Task prompt
Restate the data below word for word, keeping each line intact.

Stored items
━━━━━━━━━━━━━━━━━━━━━━━━━━━━━━

//! deepscout CLI — drives a research run from the terminal.
//!
//! Collects the run configuration interactively (or from arguments), wires
//! the Gemini collaborator to the workflow controller, and prints the run
//! summary when the workflow completes.

mod engine;
mod prompts;

use clap::Parser;
use deepscout_core::export::OutputPaths;
use deepscout_core::state::StateStore;
use deepscout_core::workflow::WorkflowController;
use deepscout_core::{ScoutError, persistence};
use std::path::PathBuf;
use std::sync::Arc;
use std::time::Duration;
use tracing_subscriber::layer::SubscriberExt;
use tracing_subscriber::util::SubscriberInitExt;
use tracing_subscriber::{EnvFilter, Layer};

/// deepscout: a terminal deep-research laboratory
#[derive(Parser, Debug)]
#[command(name = "deepscout", version, about, long_about = None)]
struct Cli {
    /// Research query (prompted interactively if omitted)
    query: Option<String>,

    /// Workspace directory
    #[arg(short, long, default_value = ".")]
    workspace: PathBuf,

    /// Configuration file path
    #[arg(short, long)]
    config: Option<PathBuf>,

    /// Remove a stale progress snapshot from a previous run before starting
    #[arg(long)]
    clean: bool,

    /// Increase verbosity (-v, -vv, -vvv)
    #[arg(short, long, action = clap::ArgAction::Count)]
    verbose: u8,

    /// Suppress non-essential output
    #[arg(short, long)]
    quiet: bool,

    /// Subcommand
    #[command(subcommand)]
    command: Option<Commands>,
}

#[derive(clap::Subcommand, Debug)]
enum Commands {
    /// Manage configuration
    Config {
        #[command(subcommand)]
        action: ConfigAction,
    },
}

#[derive(clap::Subcommand, Debug)]
enum ConfigAction {
    /// Create a default configuration file in the workspace
    Init,
    /// Show the effective configuration
    Show,
}

#[tokio::main]
async fn main() -> anyhow::Result<()> {
    // Load .env file if present
    let _ = dotenvy::dotenv();

    let cli = Cli::parse();

    // Set up tracing: human-readable stderr + JSON file logging
    let filter = match cli.verbose {
        0 if cli.quiet => "error",
        0 => "warn",
        1 => "info",
        2 => "debug",
        _ => "trace",
    };

    let stderr_layer = tracing_subscriber::fmt::layer()
        .with_target(false)
        .with_filter(EnvFilter::new(filter));

    let log_dir = directories::ProjectDirs::from("dev", "deepscout", "deepscout")
        .map(|d| d.data_dir().join("logs"))
        .unwrap_or_else(|| PathBuf::from("."));
    let _ = std::fs::create_dir_all(&log_dir);
    let file_appender = tracing_appender::rolling::daily(&log_dir, "deepscout.log");
    let (non_blocking, _guard) = tracing_appender::non_blocking(file_appender);
    let json_layer = tracing_subscriber::fmt::layer()
        .json()
        .with_writer(non_blocking)
        .with_filter(EnvFilter::new("debug"));

    tracing_subscriber::registry()
        .with(stderr_layer)
        .with(json_layer)
        .init();

    let workspace = cli
        .workspace
        .canonicalize()
        .unwrap_or_else(|_| std::env::current_dir().unwrap_or_else(|_| PathBuf::from(".")));

    if let Some(command) = cli.command {
        return handle_command(command, &workspace);
    }

    let config = deepscout_core::load_config(Some(&workspace), cli.config.as_deref())
        .map_err(|e| anyhow::anyhow!("Configuration error: {e}"))?;

    // The `--clean` flag clears a leftover snapshot so the dashboard never
    // starts on a previous run's tree.
    if cli.clean && persistence::remove_stale(&config.research.snapshot_path)? {
        println!(
            "  Removed stale snapshot: {}",
            config.research.snapshot_path.display()
        );
    }

    if !cli.quiet {
        prompts::print_banner();
    }

    let request = prompts::collect_run_request(cli.query, &config)?;

    let collaborator = engine::GeminiCollaborator::from_settings(&config.research, request.mode)?;
    let paths = OutputPaths::new(&config.output.base_dir);
    let store = StateStore::with_checkpoint(paths.trees().join("latest.json"));
    let callback = Arc::new(prompts::TerminalCallback::new(cli.quiet));
    let dashboard = Arc::new(prompts::TerminalDashboard::new(cli.quiet));

    let controller = WorkflowController::new(
        collaborator,
        store,
        paths,
        config.research.snapshot_path.clone(),
        callback,
    )
    .with_poll_interval(Duration::from_secs(config.research.poll_interval_secs.max(1)))
    .with_observer(dashboard)
    .with_credential_var(config.research.api_key_env.clone());

    match controller.run(request).await {
        Ok(outcome) => {
            if !cli.quiet {
                prompts::print_run_summary(&outcome);
            }
            Ok(())
        }
        Err(ScoutError::Engine(err)) => {
            eprintln!("  Fatal: {err}");
            eprintln!("  Set the API key and try again (see `deepscout config show`).");
            std::process::exit(1);
        }
        Err(err) => {
            eprintln!("  Fatal: {err}");
            std::process::exit(1);
        }
    }
}

fn handle_command(command: Commands, workspace: &std::path::Path) -> anyhow::Result<()> {
    match command {
        Commands::Config { action } => match action {
            ConfigAction::Init => {
                let path = deepscout_core::config::write_default_config(workspace)
                    .map_err(|e| anyhow::anyhow!("{e}"))?;
                println!("  Wrote default configuration to {}", path.display());
                Ok(())
            }
            ConfigAction::Show => {
                let config = deepscout_core::load_config(Some(workspace), None)
                    .map_err(|e| anyhow::anyhow!("{e}"))?;
                println!("{}", toml::to_string_pretty(&config)?);
                Ok(())
            }
        },
    }
}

━━━━━━━━━━━━━━━━━━━━━━━━━━━━━━

Reply
//! deepscout CLI — drives a research run from the terminal.
//!
//! Collects the run configuration interactively (or from arguments), wires
//! the Gemini collaborator to the workflow controller, and prints the run
//! summary when the workflow completes.

mod engine;
mod prompts;

use clap::Parser;
use deepscout_core::export::OutputPaths;
use deepscout_core::state::StateStore;
use deepscout_core::workflow::WorkflowController;
use deepscout_core::{ScoutError, persistence};
use std::path::PathBuf;
use std::sync::Arc;
use std::time::Duration;
use tracing_subscriber::layer::SubscriberExt;
use tracing_subscriber::util::SubscriberInitExt;
use tracing_subscriber::{EnvFilter, Layer};

/// deepscout: a terminal deep-research laboratory
#[derive(Parser, Debug)]
#[command(name = "deepscout", version, about, long_about = None)]
struct Cli {
    /// Research query (prompted interactively if omitted)
    query: Option<String>,

    /// Workspace directory
    #[arg(short, long, default_value = ".")]
    workspace: PathBuf,

    /// Configuration file path
    #[arg(short, long)]
    config: Option<PathBuf>,

    /// Remove a stale progress snapshot from a previous run before starting
    #[arg(long)]
    clean: bool,

    /// Increase verbosity (-v, -vv, -vvv)
    #[arg(short, long, action = clap::ArgAction::Count)]
    verbose: u8,

    /// Suppress non-essential output
    #[arg(short, long)]
    quiet: bool,

    /// Subcommand
    #[command(subcommand)]
    command: Option<Commands>,
}

#[derive(clap::Subcommand, Debug)]
enum Commands {
    /// Manage configuration
    Config {
        #[command(subcommand)]
        action: ConfigAction,
    },
}

#[derive(clap::Subcommand, Debug)]
enum ConfigAction {
    /// Create a default configuration file in the workspace
    Init,
    /// Show the effective configuration
    Show,
}

#[tokio::main]
async fn main() -> anyhow::Result<()> {
    // Load .env file if present
    let _ = dotenvy::dotenv();

    let cli = Cli::parse();

    // Set up tracing: human-readable stderr + JSON file logging
    let filter = match cli.verbose {
        0 if cli.quiet => "error",
        0 => "warn",
        1 => "info",
        2 => "debug",
        _ => "trace",
    };

    let stderr_layer = tracing_subscriber::fmt::layer()
        .with_target(false)
        .with_filter(EnvFilter::new(filter));

    let log_dir = directories::ProjectDirs::from("dev", "deepscout", "deepscout")
        .map(|d| d.data_dir().join("logs"))
        .unwrap_or_else(|| PathBuf::from("."));
    let _ = std::fs::create_dir_all(&log_dir);
    let file_appender = tracing_appender::rolling::daily(&log_dir, "deepscout.log");
    let (non_blocking, _guard) = tracing_appender::non_blocking(file_appender);
    let json_layer = tracing_subscriber::fmt::layer()
        .json()
        .with_writer(non_blocking)
        .with_filter(EnvFilter::new("debug"));

    tracing_subscriber::registry()
        .with(stderr_layer)
        .with(json_layer)
        .init();

    let workspace = cli
        .workspace
        .canonicalize()
        .unwrap_or_else(|_| std::env::current_dir().unwrap_or_else(|_| PathBuf::from(".")));

    if let Some(command) = cli.command {
        return handle_command(command, &workspace);
    }

    let config = deepscout_core::load_config(Some(&workspace), cli.config.as_deref())
        .map_err(|e| anyhow::anyhow!("Configuration error: {e}"))?;

    // The `--clean` flag clears a leftover snapshot so the dashboard never
    // starts on a previous run's tree.
    if cli.clean && persistence::remove_stale(&config.research.snapshot_path)? {
        println!(
            "  Removed stale snapshot: {}",
            config.research.snapshot_path.display()
        );
    }

    if !cli.quiet {
        prompts::print_banner();
    }

    let request = prompts::collect_run_request(cli.query, &config)?;

    let collaborator = engine::GeminiCollaborator::from_settings(&config.research, request.mode)?;
    let paths = OutputPaths::new(&config.output.base_dir);
    let store = StateStore::with_checkpoint(paths.trees().join("latest.json"));
    let callback = Arc::new(prompts::TerminalCallback::new(cli.quiet));
    let dashboard = Arc::new(prompts::TerminalDashboard::new(cli.quiet));

    let controller = WorkflowController::new(
        collaborator,
        store,
        paths,
        config.research.snapshot_path.clone(),
        callback,
    )
    .with_poll_interval(Duration::from_secs(config.research.poll_interval_secs.max(1)))
    .with_observer(dashboard)
    .with_credential_var(config.research.api_key_env.clone());

    match controller.run(request).await {
        Ok(outcome) => {
            if !cli.quiet {
                prompts::print_run_summary(&outcome);
            }
            Ok(())
        }
        Err(ScoutError::Engine(err)) => {
            eprintln!("  Fatal: {err}");
            eprintln!("  Set the API key and try again (see `deepscout config show`).");
            std::process::exit(1);
        }
        Err(err) => {
            eprintln!("  Fatal: {err}");
            std::process::exit(1);
        }
    }
}

fn handle_command(command: Commands, workspace: &std::path::Path) -> anyhow::Result<()> {
    match command {
        Commands::Config { action } => match action {
            ConfigAction::Init => {
                let path = deepscout_core::config::write_default_config(workspace)
                    .map_err(|e| anyhow::anyhow!("{e}"))?;
                println!("  Wrote default configuration to {}", path.display());
                Ok(())
            }
            ConfigAction::Show => {
                let config = deepscout_core::load_config(Some(workspace), None)
                    .map_err(|e| anyhow::anyhow!("{e}"))?;
                println!("{}", toml::to_string_pretty(&config)?);
                Ok(())
            }
        },
    }
}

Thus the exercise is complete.